Recent genetic and biochemical studies of immune system responses to malaria parasite infections in
An. gambiae have linked three major antiparasitic factors together in a complement-like pathway that mediates parasite killing [
2,
3]. Two of these factors, LRIM1 and APL1C, are leucine-rich repeat (LRR) containing proteins that form a disulphide-bridged complex that interacts with the third factor, thioester-containing protein 1 (TEP1) a complement C3-like protein. The LRR proteins were initially identified as putative immune factors through microarray studies in
An. gambiae [
4]. Leucine-rich repeat immune protein 1 (LRIM1) was highly upregulated during infection with the rodent malaria parasite,
Plasmodium berghei, and RNAi-mediated silencing of
LRIM1 resulted in prominent increases in oocyst numbers, identifying LRIM1 as a key mosquito antagonist of parasite development [
5]. A population survey of West African
An. gambiae mosquitoes mapped the second LRR gene (
Anopheles-Plasmodium-responsive Leucine-rich repeat 1:
APL1, also called
LRIM2) to a genetic locus with major effects on the development and melanization of the human malaria parasite,
P. falciparum [
6]. Laboratory testing of
APL1 produced similar effects to
LRIM1 silencing, with significantly increased numbers of developing
P. berghei oocysts.
Similarly to the effects of silencing
LRIM1 and
APL1, knocking down
TEP1 led to dramatically increased numbers of developing
P. berghei oocysts [
7]. TEP1 binds to bacterial surfaces promoting phagocytosis [
8,
9] and to the surface of invading ookinetes resulting in their lysis or melanization [
7], resembling the roles of vertebrate complement factors.
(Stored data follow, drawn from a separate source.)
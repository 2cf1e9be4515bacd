//! Synchronous subprocess invocation for external backends.

use crate::description::SolidDescription;
use crate::error::ToolError;
use std::io::ErrorKind;
use std::path::{Path, PathBuf};
use std::process::Command;
use tempfile::TempDir;
use tracing::{debug, info};

/// A scratch directory for intermediate files, removed on drop unless kept.
pub struct Scratch {
    dir: Option<TempDir>,
    keep: bool,
}

impl Scratch {
    pub fn new(keep: bool) -> Result<Self, ToolError> {
        let dir = tempfile::Builder::new().prefix("layout3d-").tempdir()?;
        Ok(Self {
            dir: Some(dir),
            keep,
        })
    }

    pub fn path(&self, name: &str) -> PathBuf {
        match &self.dir {
            Some(dir) => dir.path().join(name),
            None => PathBuf::from(name),
        }
    }

    /// Serializes `description` into the scratch directory.
    pub fn write_description(
        &self,
        name: &str,
        description: &SolidDescription,
    ) -> Result<PathBuf, ToolError> {
        let path = self.path(name);
        let json = serde_json::to_string_pretty(description)?;
        std::fs::write(&path, json)?;
        Ok(path)
    }
}

impl Drop for Scratch {
    fn drop(&mut self) {
        if !self.keep {
            return;
        }
        if let Some(dir) = self.dir.take() {
            let kept = dir.keep();
            info!("keeping intermediate files in {kept:?}");
        }
    }
}

/// Runs `program args..` to completion. Success means exit status 0.
pub fn run(program: &Path, args: &[String]) -> Result<(), ToolError> {
    let name = program.display().to_string();
    debug!(program = %name, ?args, "running external tool");
    let output = Command::new(program).args(args).output().map_err(|err| {
        if err.kind() == ErrorKind::NotFound {
            ToolError::NotFound(name.clone())
        } else {
            ToolError::Spawn {
                program: name.clone(),
                source: err,
            }
        }
    })?;

    if !output.status.success() {
        return Err(ToolError::ExitStatus {
            program: name,
            status: output.status.to_string(),
            stderr: String::from_utf8_lossy(&output.stderr).trim().to_string(),
        });
    }
    Ok(())
}

/// Fails unless `path` exists and is non-empty.
pub fn require_output(path: &Path) -> Result<(), ToolError> {
    match std::fs::metadata(path) {
        Ok(meta) if meta.len() > 0 => Ok(()),
        _ => Err(ToolError::MissingOutput(path.to_path_buf())),
    }
}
Testing orthologues of all three factors in the non-vector mosquito,
An. quadriannulatus species A, identified them as key factors in the lysis and melanization responses that these mosquitoes naturally mount against malaria parasites [
10].
LRIM1,
APL1, and
TEP1 are also important in mediating
An. gambiae immune responses to infections with the rodent malaria parasite,
P. yoelii [
11]. The
An. gambiae APL1 genomic locus in fact encompasses three distinct genes (
APL1A,
APL1B and
APL1C) of which only the product of
APL1C acts as a
P. berghei antagonist [
12]. While APL1C functions in immunity against rodent malaria parasites, the
APL1A gene product protects
An. gambiae against
P. falciparum [
13]. The LRIM1/APL1C protein complex circulates in the mosquito hemolymph where it is shown to interact with the processed form of TEP1 and promote its subsequent localization on the surface of midgut-invading
P. berghei parasites [
2,
3]. In the absence of the LRIM1/APL1C complex, the processed form of TEP1 is found sequestered on self tissues [
2]. These studies established the cooperative roles of three key parasite antagonists in the mosquito hemolymph functioning as a complement-like system to achieve targeted pathogen elimination.
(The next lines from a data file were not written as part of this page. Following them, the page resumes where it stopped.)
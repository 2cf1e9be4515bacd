//! In-memory layout library, as handed over by an external layout parser.
//!
//! Coordinates are kept in database units. The core never reads raw layout bytes;
//! it only walks these types.

use crate::geom::Vec2;
use serde::{Deserialize, Serialize};

/// Source layer/datatype pair carried by every non-reference element.
#[derive(Debug, Clone, Copy, PartialEq, Eq, Hash, PartialOrd, Ord, Serialize, Deserialize)]
pub struct LayerKey {
    pub layer: u16,
    pub datatype: u16,
}

impl LayerKey {
    pub const fn new(layer: u16, datatype: u16) -> Self {
        Self { layer, datatype }
    }
}

/// Placement transform of a reference: mirror about local X, then magnify,
/// rotate (degrees, counter-clockwise), then translate by the reference origin.
#[derive(Debug, Clone, Copy, PartialEq, Serialize, Deserialize)]
pub struct Strans {
    #[serde(default)]
    pub mirror_x: bool,
    #[serde(default = "unit_magnification")]
    pub magnification: f64,
    #[serde(default)]
    pub angle_deg: f64,
}

fn unit_magnification() -> f64 {
    1.0
}

impl Default for Strans {
    fn default() -> Self {
        Self {
            mirror_x: false,
            magnification: 1.0,
            angle_deg: 0.0,
        }
    }
}

/// End-cap style of a path element.
#[derive(Debug, Clone, Copy, PartialEq, Eq, Serialize, Deserialize, Default)]
pub enum PathType {
    /// Type 0: the outline ends exactly at the centerline endpoints.
    #[default]
    Flush,
    /// Type 1: half-circle caps of radius `width/2`.
    Round,
    /// Type 2: outline extended by `width/2` past each endpoint.
    Square,
    /// Type 4: outline extended by the explicit begin/end extensions.
    Custom,
}

impl PathType {
    pub fn from_code(code: u16) -> Self {
        match code {
            1 => PathType::Round,
            2 => PathType::Square,
            4 => PathType::Custom,
            _ => PathType::Flush,
        }
    }
}

#[derive(Debug, Clone, PartialEq, Serialize, Deserialize)]
pub struct Boundary {
    pub key: LayerKey,
    pub points: Vec<Vec2>,
}

#[derive(Debug, Clone, PartialEq, Serialize, Deserialize)]
pub struct PathElement {
    pub key: LayerKey,
    pub points: Vec<Vec2>,
    pub width: f64,
    #[serde(default)]
    pub path_type: PathType,
    #[serde(default)]
    pub begin_extension: Option<f64>,
    #[serde(default)]
    pub end_extension: Option<f64>,
}

#[derive(Debug, Clone, PartialEq, Serialize, Deserialize)]
pub struct TextElement {
    pub key: LayerKey,
    pub text: String,
    pub position: Vec2,
    #[serde(default)]
    pub strans: Strans,
}

#[derive(Debug, Clone, PartialEq, Serialize, Deserialize)]
pub struct NodeElement {
    pub key: LayerKey,
    pub points: Vec<Vec2>,
}

#[derive(Debug, Clone, PartialEq, Serialize, Deserialize)]
pub struct StructureRef {
    pub name: String,
    pub origin: Vec2,
    #[serde(default)]
    pub strans: Strans,
}

/// A `columns x rows` lattice of references. `col_corner` and `row_corner` are the
/// lattice endpoints one full span away from `origin` along each axis.
#[derive(Debug, Clone, PartialEq, Serialize, Deserialize)]
pub struct ArrayRef {
    pub name: String,
    pub columns: u16,
    pub rows: u16,
    pub origin: Vec2,
    pub col_corner: Vec2,
    pub row_corner: Vec2,
    #[serde(default)]
    pub strans: Strans,
}

impl ArrayRef {
    /// Origin of instance `(col, row)`, both zero-based.
    pub fn instance_origin(&self, col: u16, row: u16) -> Vec2 {
        let cols = f64::from(self.columns.max(1));
        let rows = f64::from(self.rows.max(1));
        let i = f64::from(col);
        let j = f64::from(row);
        Vec2::new(
            self.origin.x
                + i * (self.col_corner.x - self.origin.x) / cols
                + j * (self.row_corner.x - self.origin.x) / rows,
            self.origin.y
                + i * (self.col_corner.y - self.origin.y) / cols
                + j * (self.row_corner.y - self.origin.y) / rows,
        )
    }
}

#[derive(Debug, Clone, PartialEq, Serialize, Deserialize)]
pub enum GeometryElement {
    Boundary(Boundary),
    Path(PathElement),
    Text(TextElement),
    Box(Boundary),
    Node(NodeElement),
    StructureRef(StructureRef),
    ArrayRef(ArrayRef),
}

impl GeometryElement {
    pub fn layer_key(&self) -> Option<LayerKey> {
        match self {
            GeometryElement::Boundary(b) | GeometryElement::Box(b) => Some(b.key),
            GeometryElement::Path(p) => Some(p.key),
            GeometryElement::Text(t) => Some(t.key),
            GeometryElement::Node(n) => Some(n.key),
            GeometryElement::StructureRef(_) | GeometryElement::ArrayRef(_) => None,
        }
    }

    /// Name of the referenced structure for SREF/AREF elements.
    pub fn referenced_name(&self) -> Option<&str> {
        match self {
            GeometryElement::StructureRef(r) => Some(&r.name),
            GeometryElement::ArrayRef(a) => Some(&a.name),
            _ => None,
        }
    }

    pub fn kind_name(&self) -> &'static str {
        match self {
            GeometryElement::Boundary(_) => "boundary",
            GeometryElement::Path(_) => "path",
            GeometryElement::Text(_) => "text",
            GeometryElement::Box(_) => "box",
            GeometryElement::Node(_) => "node",
            GeometryElement::StructureRef(_) => "sref",
            GeometryElement::ArrayRef(_) => "aref",
        }
    }
}

#[derive(Debug, Clone, PartialEq, Serialize, Deserialize)]
pub struct Structure {
    pub name: String,
    pub elements: Vec<GeometryElement>,
}

impl Structure {
    pub fn new(name: impl Into<String>) -> Self {
        Self {
            name: name.into(),
            elements: Vec::new(),
        }
    }

    pub fn with_element(mut self, element: GeometryElement) -> Self {
        self.elements.push(element);
        self
    }
}

#[derive(Debug, Clone, PartialEq, Serialize, Deserialize)]
pub struct Library {
    pub name: String,
    #[serde(default = "default_user_units")]
    pub user_units_per_db_unit: f64,
    pub structures: Vec<Structure>,
}

fn default_user_units() -> f64 {
    1e-3
}

impl Library {
    pub fn new(name: impl Into<String>, structures: Vec<Structure>) -> Self {
        Self {
            name: name.into(),
            user_units_per_db_unit: default_user_units(),
            structures,
        }
    }

    pub fn structure_index(&self, name: &str) -> Option<usize> {
        self.structures.iter().position(|s| s.name == name)
    }

    pub fn structure(&self, name: &str) -> Option<&Structure> {
        self.structures.iter().find(|s| s.name == name)
    }

    /// Structures never referenced by any other structure, in library order.
    pub fn top_structures(&self) -> Vec<&Structure> {
        let mut referenced = std::collections::HashSet::new();
        for s in &self.structures {
            for e in &s.elements {
                if let Some(name) = e.referenced_name() {
                    if name != s.name {
                        referenced.insert(name);
                    }
                }
            }
        }
        self.structures
            .iter()
            .filter(|s| !referenced.contains(s.name.as_str()))
            .collect()
    }
}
LRIM1 and APL1C exhibit several common protein sequence features in addition to their LRRs including signal peptides, patterns of cysteine residues, and coiled-coil domains that identify them as founding members of a family of related mosquito LRR proteins. The relative positioning of only a few key amino acids defines the structural integrity of both LRR and coiled-coil domains, tolerating high levels of sequence variation that may obscure homologous sequence relationships within the superfamily of LRR-containing proteins. This is in contrast to the relatively well-defined family of thioester-containing proteins, which despite the elevated amino acid substitution levels [
14] and exceptional allelic polymorphism [
15] exhibited by TEP1, form a distinct clade within a superfamily including the pan-protease inhibitors, α-macroglobulins, and the vertebrate complement factors [
16,
17].
Here we present the results of a comprehensive computational comparative analysis of the sequence characteristics that define the family of LRIM proteins in three disease-vector mosquito species. Predicted structural features suggest an architecture that confers diverse recognition receptor properties with the ability to form multimeric complexes and interact with other components of the mosquito immune system.